Aisha duduk di ruang rekreasi rumah sakit jiwa itu, menatap kosong ke luar jendela kecil yang terhalang jeruji besi. Hari itu terasa begitu lambat, setiap detik seakan menggantung di udara, membuatnya terjebak dalam putaran waktu yang seolah tak berujung. Kepalanya masih terasa berat akibat obat-obatan yang harus ia konsumsi setiap hari. Namun, di balik semua itu, Aisha masih menyimpan secercah harapan. Hari ini, Pablo dan Eman berjanji akan datang menjenguknya.
Saat pintu ruang rekreasi berderit terbuka, Aisha segera menoleh.
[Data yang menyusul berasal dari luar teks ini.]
//! Elgato Stream Deck backend over hidapi.

use std::path::{Path, PathBuf};
use std::time::Duration;

use ab_glyph::{FontVec, PxScale};
use elgato_streamdeck::info::Kind;
use elgato_streamdeck::{list_devices, new_hidapi, StreamDeck, StreamDeckInput};
use image::{DynamicImage, Rgb as Pixel, RgbImage};
use imageproc::drawing::{draw_text_mut, text_size};
use tracing::{info, warn};

use super::backend::{DeckBackend, DeviceError, DeviceInfo, KeyEvent, KeyFace, KeyImage};

/// Fonts tried when none is configured.
const FALLBACK_FONTS: &[&str] = &[
    "/usr/share/fonts/truetype/dejavu/DejaVuSans-Bold.ttf",
    "/usr/share/fonts/TTF/DejaVuSans-Bold.ttf",
    "/usr/share/fonts/dejavu/DejaVuSans-Bold.ttf",
    "/usr/share/fonts/truetype/liberation/LiberationSans-Bold.ttf",
];

fn hid_error(e: impl std::fmt::Display) -> DeviceError {
    DeviceError::Io(e.to_string())
}

/// Connected (kind, serial) pairs.
pub fn enumerate() -> Result<Vec<(Kind, String)>, DeviceError> {
    let hid = new_hidapi().map_err(hid_error)?;
    Ok(list_devices(&hid))
}

/// Open every connected panel, or only the one matching `serial`.
pub fn open_all(
    serial: Option<&str>,
    font: Option<&Path>,
) -> Result<Vec<StreamDeckBackend>, DeviceError> {
    let hid = new_hidapi().map_err(hid_error)?;
    let font = load_font(font);

    let mut decks = Vec::new();
    for (kind, found) in list_devices(&hid) {
        if serial.is_some_and(|wanted| wanted != found) {
            continue;
        }
        match StreamDeck::connect(&hid, kind, &found) {
            Ok(device) => {
                info!("[Deck] Connected {:?} (serial {})", kind, found);
                decks.push(StreamDeckBackend::new(device, kind, found, font.clone()));
            }
            Err(e) => warn!("[Deck] Failed to connect {:?} ({}): {}", kind, found, e),
        }
    }

    if decks.is_empty() {
        return Err(DeviceError::NotFound);
    }
    Ok(decks)
}

fn load_font(configured: Option<&Path>) -> Option<FontVec> {
    let candidates: Vec<PathBuf> = match configured {
        Some(path) => vec![path.to_path_buf()],
        None => FALLBACK_FONTS.iter().map(PathBuf::from).collect(),
    };

    for path in candidates {
        let Ok(bytes) = std::fs::read(&path) else {
            continue;
        };
        match FontVec::try_from_vec(bytes) {
            Ok(font) => {
                info!("[Deck] Using font {}", path.display());
                return Some(font);
            }
            Err(e) => warn!("[Deck] Invalid font {}: {}", path.display(), e),
        }
    }

    warn!("[Deck] No usable font found, keys will show colors only");
    None
}

pub struct StreamDeckBackend {
    device: StreamDeck,
    info: DeviceInfo,
    font: Option<FontVec>,
    pressed: Vec<bool>,
}

impl StreamDeckBackend {
    fn new(device: StreamDeck, kind: Kind, serial: String, font: Option<FontVec>) -> Self {
        let (w, h) = kind.key_image_format().size;
        let key_count = kind.key_count() as usize;
        Self {
            device,
            info: DeviceInfo {
                name: format!("{:?}", kind),
                serial,
                key_count,
                key_size: (w as u32, h as u32),
            },
            font,
            pressed: vec![false; key_count],
        }
    }

    fn render_face(&self, face: &KeyFace) -> RgbImage {
        let (w, h) = self.info.key_size;
        let fill = face.highlight.map(|c| Pixel([c.0, c.1, c.2])).unwrap_or(Pixel([0, 0, 0]));
        let mut img = RgbImage::from_pixel(w, h, fill);

        let Some(font) = &self.font else {
            return img;
        };

        let lines: Vec<&str> = face.label.lines().collect();
        if lines.is_empty() {
            return img;
        }
        let scale = PxScale::from((h as f32 * 0.2).max(10.0));
        let line_height = scale.y as i32 + 2;
        let total = line_height * lines.len() as i32;
        let mut y = (h as i32 - total) / 2;

        for line in lines {
            let (tw, _) = text_size(scale, font, line);
            let x = (w as i32 - tw as i32) / 2;
            draw_text_mut(&mut img, Pixel([255, 255, 255]), x, y, scale, font, line);
            y += line_height;
        }
        img
    }

    fn check_index(&self, index: usize) -> Result<u8, DeviceError> {
        if index >= self.info.key_count {
            return Err(DeviceError::KeyOutOfRange {
                index,
                count: self.info.key_count,
            });
        }
        Ok(index as u8)
    }
}

impl DeckBackend for StreamDeckBackend {
    fn info(&self) -> DeviceInfo {
        self.info.clone()
    }

    fn reset(&mut self) -> Result<(), DeviceError> {
        self.device.reset().map_err(hid_error)?;
        self.device.clear_all_button_images().map_err(hid_error)?;
        self.pressed.iter_mut().for_each(|p| *p = false);
        Ok(())
    }

    fn set_brightness(&mut self, percent: u8) -> Result<(), DeviceError> {
        self.device.set_brightness(percent).map_err(hid_error)
    }

    fn set_key_image(&mut self, index: usize, image: &KeyImage) -> Result<(), DeviceError> {
        let key = self.check_index(index)?;
        match image {
            KeyImage::Blank => self.device.clear_button_image(key).map_err(hid_error),
            KeyImage::Face(face) => {
                let img = self.render_face(face);
                self.device
                    .set_button_image(key, DynamicImage::ImageRgb8(img))
                    .map_err(hid_error)
            }
            KeyImage::Frame(frame) => self
                .device
                .set_button_image(key, DynamicImage::ImageRgb8(frame.clone()))
                .map_err(hid_error),
        }
    }

    fn flush(&mut self) -> Result<(), DeviceError> {
        self.device.flush().map_err(hid_error)
    }

    fn poll_events(&mut self, timeout: Duration) -> Result<Vec<KeyEvent>, DeviceError> {
        let input = self.device.read_input(Some(timeout)).map_err(hid_error)?;
        let StreamDeckInput::ButtonStateChange(states) = input else {
            return Ok(Vec::new());
        };

        let mut events = Vec::new();
        for (index, (&now, was)) in states.iter().zip(self.pressed.iter_mut()).enumerate() {
            if now != *was {
                *was = now;
                events.push(KeyEvent {
                    index,
                    pressed: now,
                });
            }
        }
        Ok(events)
    }

    fn close(&mut self) -> Result<(), DeviceError> {
        self.device.clear_all_button_images().map_err(hid_error)?;
        self.device.flush().map_err(hid_error)
    }
}
//! In-memory panel.
//!
//! Used for dry runs without hardware and as the stand-in device in tests.
//! The paired [`HeadlessHandle`] injects key presses and inspects what was
//! drawn.

use std::sync::mpsc::{self, Receiver, RecvTimeoutError, Sender};
use std::sync::{Arc, Mutex, MutexGuard};
use std::time::Duration;

use tracing::debug;

use super::backend::{DeckBackend, DeviceError, DeviceInfo, KeyEvent, KeyImage};

struct HeadlessState {
    images: Vec<KeyImage>,
    draws: Vec<usize>,
    brightness: u8,
    closed: bool,
    fail: bool,
}

fn lock(state: &Mutex<HeadlessState>) -> MutexGuard<'_, HeadlessState> {
    state.lock().unwrap_or_else(|poisoned| poisoned.into_inner())
}

/// Headless panel backend
pub struct HeadlessDeck {
    info: DeviceInfo,
    state: Arc<Mutex<HeadlessState>>,
    events: Receiver<KeyEvent>,
}

/// Test-side view of a [`HeadlessDeck`].
#[derive(Clone)]
pub struct HeadlessHandle {
    state: Arc<Mutex<HeadlessState>>,
    events: Sender<KeyEvent>,
}

/// Create a headless panel with `key_count` keys and its control handle.
pub fn headless(key_count: usize) -> (HeadlessDeck, HeadlessHandle) {
    let state = Arc::new(Mutex::new(HeadlessState {
        images: vec![KeyImage::Blank; key_count],
        draws: Vec::new(),
        brightness: 0,
        closed: false,
        fail: false,
    }));
    let (tx, rx) = mpsc::channel();

    let deck = HeadlessDeck {
        info: DeviceInfo {
            name: "headless".to_string(),
            serial: "headless-0".to_string(),
            key_count,
            key_size: (72, 72),
        },
        state: Arc::clone(&state),
        events: rx,
    };
    let handle = HeadlessHandle { state, events: tx };
    (deck, handle)
}

impl HeadlessDeck {
    fn check(&self) -> Result<MutexGuard<'_, HeadlessState>, DeviceError> {
        let state = lock(&self.state);
        if state.fail {
            return Err(DeviceError::Io("headless panel unplugged".to_string()));
        }
        Ok(state)
    }
}

impl DeckBackend for HeadlessDeck {
    fn info(&self) -> DeviceInfo {
        self.info.clone()
    }

    fn reset(&mut self) -> Result<(), DeviceError> {
        let mut state = self.check()?;
        state.images.iter_mut().for_each(|img| *img = KeyImage::Blank);
        Ok(())
    }

    fn set_brightness(&mut self, percent: u8) -> Result<(), DeviceError> {
        self.check()?.brightness = percent;
        Ok(())
    }

    fn set_key_image(&mut self, index: usize, image: &KeyImage) -> Result<(), DeviceError> {
        let count = self.info.key_count;
        let mut state = self.check()?;
        let slot = state
            .images
            .get_mut(index)
            .ok_or(DeviceError::KeyOutOfRange { index, count })?;
        *slot = image.clone();
        state.draws.push(index);
        debug!("[Headless] key {} <- {:?}", index, summarize(image));
        Ok(())
    }

    fn flush(&mut self) -> Result<(), DeviceError> {
        self.check().map(|_| ())
    }

    fn poll_events(&mut self, timeout: Duration) -> Result<Vec<KeyEvent>, DeviceError> {
        drop(self.check()?);
        match self.events.recv_timeout(timeout) {
            Ok(first) => {
                let mut events = vec![first];
                events.extend(self.events.try_iter());
                Ok(events)
            }
            Err(RecvTimeoutError::Timeout) => Ok(Vec::new()),
            Err(RecvTimeoutError::Disconnected) => {
                // Nobody can press keys any more; keep the caller's pacing.
                std::thread::sleep(timeout);
                Ok(Vec::new())
            }
        }
    }

    fn close(&mut self) -> Result<(), DeviceError> {
        lock(&self.state).closed = true;
        Ok(())
    }
}

fn summarize(image: &KeyImage) -> String {
    match image {
        KeyImage::Blank => "blank".to_string(),
        KeyImage::Face(face) => format!(
            "{:?}{}",
            face.label,
            if face.highlight.is_some() { " (selected)" } else { "" }
        ),
        KeyImage::Frame(frame) => format!("frame {}x{}", frame.width(), frame.height()),
    }
}

#[allow(dead_code)]
impl HeadlessHandle {
    /// Simulate a full press: key-down followed by key-up.
    pub fn press(&self, index: usize) {
        let _ = self.events.send(KeyEvent {
            index,
            pressed: true,
        });
        let _ = self.events.send(KeyEvent {
            index,
            pressed: false,
        });
    }

    /// What key `index` currently shows.
    pub fn image(&self, index: usize) -> Option<KeyImage> {
        lock(&self.state).images.get(index).cloned()
    }

    /// Keys that are not blank.
    pub fn active_images(&self) -> usize {
        lock(&self.state)
            .images
            .iter()
            .filter(|img| !img.is_blank())
            .count()
    }

    /// Every key index drawn so far, in order.
    pub fn draws(&self) -> Vec<usize> {
        lock(&self.state).draws.clone()
    }

    pub fn brightness(&self) -> u8 {
        lock(&self.state).brightness
    }

    pub fn is_closed(&self) -> bool {
        lock(&self.state).closed
    }

    /// Make every further device call fail, as if the panel was unplugged.
    pub fn unplug(&self) {
        lock(&self.state).fail = true;
    }
}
Di ambang pintu, terlihat Pablo dan Eman berdiri, keduanya dengan ekspresi wajah yang serius namun penuh perhatian. Melihat mereka berdua, hati Aisha sedikit berdebar. Dia merasa lega, tetapi di sisi lain ada perasaan aneh yang menyelimutinya—perasaan yang sudah lama dia coba abaikan, tetapi kini muncul ke permukaan.
Pablo melangkah masuk terlebih dahulu, senyumnya terlihat hangat meskipun ada ketegangan di matanya. "Aisha," sapa Pablo dengan suara lembut, "bagaimana kabarmu?"
Aisha mencoba tersenyum meski perasaannya masih campur aduk. "Aku baik-baik saja, Pablo. Terima kasih sudah datang."
Eman menyusul, berdiri di sebelah Pablo. Ekspresi wajahnya tampak lebih serius, seolah-olah ia sedang menimbang-nimbang kata-kata yang akan ia ucapkan. "Aku senang kamu terlihat lebih baik, Aisha," katanya, meski nada suaranya terkesan kaku. "Aku harap tempat ini bisa membantumu untuk sembuh."
Aisha mengangguk pelan, merasakan kehangatan dari perhatian mereka. Namun, ada sesuatu yang tidak biasa dalam cara mereka berinteraksi. Meski mereka berdua mencoba bersikap biasa, Aisha bisa merasakan ada ketegangan di antara mereka, sesuatu yang lebih dari sekadar rasa cemas terhadap kondisinya.
Mereka bertiga duduk di meja dekat jendela, dengan Pablo di satu sisi dan Eman di sisi lainnya. Suasana hening sesaat, seolah masing-masing dari mereka tidak tahu harus memulai pembicaraan dari mana.
Pablo adalah orang pertama yang memecah keheningan. "Aisha, aku tahu tempat ini mungkin tidak nyaman bagimu, tapi yang paling penting adalah kamu mendapatkan bantuan yang kamu butuhkan. Kami semua hanya ingin yang terbaik untukmu."
Eman menyilangkan lengannya di dada, menatap Pablo dengan pandangan yang sulit diartikan. "Tentu saja, Aisha. Kami di sini untuk mendukungmu. Tapi kita juga harus ingat bahwa yang terpenting adalah apa yang Aisha rasakan. Jika dia merasa ada yang salah dengan caranya dirawat di sini, kita harus mendengarkan."
Aisha merasakan ketegangan antara keduanya semakin jelas. Dia menatap ke arah mereka berdua, mencoba memahami apa yang sebenarnya sedang terjadi. "Aku tahu kalian berdua peduli padaku, dan aku sangat menghargainya. Tapi... ada apa sebenarnya? Kenapa rasanya seperti ada sesuatu yang tidak kalian katakan?"
Pablo mengalihkan pandangannya sejenak, lalu berkata, "Aisha, aku hanya ingin kamu tahu bahwa aku sangat peduli padamu. Kamu adalah orang yang sangat berarti bagiku, dan aku tidak ingin melihatmu menderita."